▸ Excerpted records
//! Riffweave CLI - Command-line interface for melodic phrase generation
//!
//! This binary provides commands for generating jazz phrases from cell
//! catalogs, listing the archetype table, and checking catalog coverage.

use clap::{ArgAction, Parser, Subcommand};
use std::process::ExitCode;
use tracing::Level;

// Use modules from the library crate
use riffweave_cli::commands;

/// Riffweave - Seeded Jazz Phrase Generation
#[derive(Parser)]
#[command(name = "riffweave")]
#[command(author, version, about, long_about = None)]
#[command(propagate_version = true)]
struct Cli {
    /// Increase log verbosity (-v info, -vv debug); logs go to stderr
    #[arg(short, long, action = ArgAction::Count, global = true)]
    verbose: u8,

    #[command(subcommand)]
    command: Commands,
}

#[derive(Subcommand)]
enum Commands {
    /// Generate phrases for an archetype
    Generate {
        /// Path to the catalog file (JSON)
        #[arg(short, long)]
        catalogs: String,

        /// Archetype identifier (see `riffweave list`)
        #[arg(short, long, default_value = "major")]
        archetype: String,

        /// Target key (e.g. C, F#, Bb); cycles through all keys when omitted
        #[arg(short, long)]
        key: Option<String>,

        /// Number of phrases to generate in one session
        #[arg(short = 'n', long, default_value_t = 1)]
        count: usize,

        /// Base seed, overriding the config file
        #[arg(long)]
        seed: Option<u64>,

        /// Attempt budget per phrase, overriding the config file
        #[arg(long)]
        max_attempts: Option<u32>,

        /// Path to a generation config file (JSON)
        #[arg(long)]
        config: Option<String>,

        /// Output machine-readable JSON (no colored output)
        #[arg(long)]
        json: bool,
    },

    /// List every archetype with its lengths, transposition and cadence pool
    List {
        /// Output machine-readable JSON (no colored output)
        #[arg(long)]
        json: bool,
    },

    /// Report which archetypes a catalog file can serve
    Check {
        /// Path to the catalog file (JSON)
        #[arg(short, long)]
        catalogs: String,

        /// Output machine-readable JSON (no colored output)
        #[arg(long)]
        json: bool,
    },
}

fn init_tracing(verbose: u8) {
    let level = match verbose {
        0 => Level::WARN,
        1 => Level::INFO,
        _ => Level::DEBUG,
    };
    tracing_subscriber::fmt()
        .with_writer(std::io::stderr)
        .with_max_level(level)
        .init();
}

fn main() -> ExitCode {
    let cli = Cli::parse();
    init_tracing(cli.verbose);

    let result = match cli.command {
        Commands::Generate {
            catalogs,
            archetype,
            key,
            count,
            seed,
            max_attempts,
            config,
            json,
        } => commands::generate::run(
            &commands::generate::GenerateOptions {
                catalogs: &catalogs,
                archetype: &archetype,
                key: key.as_deref(),
                count,
                seed,
                max_attempts,
                config: config.as_deref(),
            },
            json,
        ),
        Commands::List { json } => commands::list::run(json),
        Commands::Check { catalogs, json } => commands::check::run(&catalogs, json),
    };

    match result {
        Ok(code) => code,
        Err(e) => {
            eprintln!("{}: {:#}", colored::Colorize::red("error"), e);
            ExitCode::from(1)
        }
    }
}

#[cfg(test)]
mod tests {
    use super::*;

    #[test]
    fn test_cli_parses_generate() {
        let cli = Cli::try_parse_from([
            "riffweave",
            "generate",
            "--catalogs",
            "demos/catalogs.json",
            "--archetype",
            "long_iii_to_biii",
            "--key",
            "Eb",
            "-n",
            "9",
            "--seed",
            "42",
        ])
        .unwrap();
        match cli.command {
            Commands::Generate {
                catalogs,
                archetype,
                key,
                count,
                seed,
                max_attempts,
                config,
                json,
            } => {
                assert_eq!(catalogs, "demos/catalogs.json");
                assert_eq!(archetype, "long_iii_to_biii");
                assert_eq!(key.as_deref(), Some("Eb"));
                assert_eq!(count, 9);
                assert_eq!(seed, Some(42));
                assert_eq!(max_attempts, None);
                assert_eq!(config, None);
                assert!(!json);
            }
            _ => panic!("expected generate command"),
        }
        assert_eq!(cli.verbose, 0);
    }

    #[test]
    fn test_cli_generate_defaults() {
        let cli =
            Cli::try_parse_from(["riffweave", "generate", "-c", "cells.json", "--json"]).unwrap();
        match cli.command {
            Commands::Generate {
                archetype,
                key,
                count,
                json,
                ..
            } => {
                assert_eq!(archetype, "major");
                assert_eq!(key, None);
                assert_eq!(count, 1);
                assert!(json);
            }
            _ => panic!("expected generate command"),
        }
    }

    #[test]
    fn test_cli_verbosity_is_global() {
        let cli = Cli::try_parse_from(["riffweave", "list", "-vv"]).unwrap();
        assert_eq!(cli.verbose, 2);
        assert!(matches!(cli.command, Commands::List { json: false }));
    }

    #[test]
    fn test_cli_parses_check() {
        let cli = Cli::try_parse_from(["riffweave", "check", "-c", "cells.json", "--json"]).unwrap();
        match cli.command {
            Commands::Check { catalogs, json } => {
                assert_eq!(catalogs, "cells.json");
                assert!(json);
            }
            _ => panic!("expected check command"),
        }
    }

    #[test]
    fn test_cli_requires_catalogs() {
        assert!(Cli::try_parse_from(["riffweave", "generate"]).is_err());
    }
}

▸ Problem to solve
Which lines above contain the word "verbose"? Copy each of them.

▸ Answer for the task
    verbose: u8,
fn init_tracing(verbose: u8) {
    let level = match verbose {
    init_tracing(cli.verbose);
        assert_eq!(cli.verbose, 0);
        assert_eq!(cli.verbose, 2);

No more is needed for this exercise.